Awesome

Graphical Contrastive Losses for Scene Graph Parsing

alt text

<p align="center">Example results from the OpenImages dataset.</p>

alt text Example results of RelDN with without and with our losses. "L0 only" means using only the original multi-class logistic loss (without our losses). The top row shows RelDN outputs and the bottom row visualizes the learned predicate CNN features of the two models. Red and green boxes highlight the wrong and right outputs (the first row) or feature saliency (the second row).

This is a PyTorch implementation for Graphical Contrastive Losses for Scene Graph Parsing, CVPR2019. This is an improved version of the code that won the 1st place in the Google AI Open Images Visual Relationship Detection Chanllenge.

News

We have created a branch for a version supporting pytorch1.0! Just go to the pytorch1_0 branch and check it out!

Benchmarking on Visual Genome

Method	Backbone	SGDET@20	SGDET@50	SGDET@100
Frequency [1]	VGG16	17.7	23.5	27.6
Frequency+Overlap [1]	VGG16	20.1	26.2	30.1
MotifNet [1]	VGG16	21.4	27.2	30.3
Graph-RCNN [2]	Res-101	19.4	25.0	28.5
RelDN, w/o contrastive losses	VGG16	20.8	28.1	32.5
RelDN, full	VGG16	21.1	28.3	32.7
RelDN, full	ResNext-101-FPN	22.5	31.0	36.7

*"RelDN" is the relationship detection model we proposed in the paper.

*We use the frequency prior in our model by default.

*Results of "Graph-RCNN" are directly copied from their repo.

[1] Zellers, Rowan, et al. "Neural motifs: Scene graph parsing with global context." Proceedings of the IEEE Conference on Computer Vision and Pattern Recognition. 2018.

[2] Yang, Jianwei, et al. "Graph r-cnn for scene graph generation." Proceedings of the European Conference on Computer Vision (ECCV). 2018.

Cloning

git clone https://github.com/NVIDIA/ContrastiveLosses4VRD.git --recurse-submodules

Requirements

Python 3
Python packages
- pytorch 0.4.0 or 0.4.1.post2 (not guaranteed to work on newer versions)
- cython
- matplotlib
- numpy
- scipy
- opencv
- pyyaml
- packaging
- pycocotools
- tensorboardX
- tqdm
- pillow
- scikit-image
An NVIDIA GPU and CUDA 8.0 or higher. Some operations only have gpu implementation.

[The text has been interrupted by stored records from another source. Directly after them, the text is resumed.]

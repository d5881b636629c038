//! Authentication module
//!
//! - JWT token generation and validation (two classes: access, refresh)
//! - User registration and login
//! - Refresh-token rotation and revocation via the stored per-user value
//! - REST API endpoints for the session protocol

pub mod api;
pub mod jwt;
pub mod service;

pub use api::{AuthApiState, auth_api_router, extract_bearer_token};
pub use jwt::{Claims, JwtConfig, JwtError, JwtService, TokenType};
pub use service::{AuthService, AuthSession};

An easy installation if you already have Anaconda Python 3 and CUDA 9.0:

conda install pytorch=0.4.1
pip install cython
pip install matplotlib numpy scipy pyyaml packaging pycocotools tensorboardX tqdm pillow scikit-image
conda install opencv

(Optional) A dockerfile with all necessary dependencies is included in docker/Dockerfile. Requires nvidia-docker

# ROOT=path/to/cloned/repository
cd $ROOT/docker
# build the docker image and tag it
docker build -t myname/mydockertag:1.0
# launch an interactive session with this folder
nvidia-docker run -v $ROOT:/workspace/visual-relationship-detection:rw -it myname/mydockertag:1.0
# NOTE: you may need to mount other volumes depending on where your datasets are stored

Compilation

Compile the CUDA code in the Detectron submodule and in the repo:

# ROOT=path/to/cloned/repository
cd $ROOT/Detectron_pytorch/lib
sh make.sh
cd $ROOT/lib
sh make.sh

Annotations

Create a data folder at the top-level directory of the repository:

# ROOT=path/to/cloned/repository
cd $ROOT
mkdir data

If necessary, one may edit the DATA_DIR field in lib/core/config.py to change the expected path to the data directory. Be sure to update the paths in the VRD preprocessing scripts (mentioned below) if this is done.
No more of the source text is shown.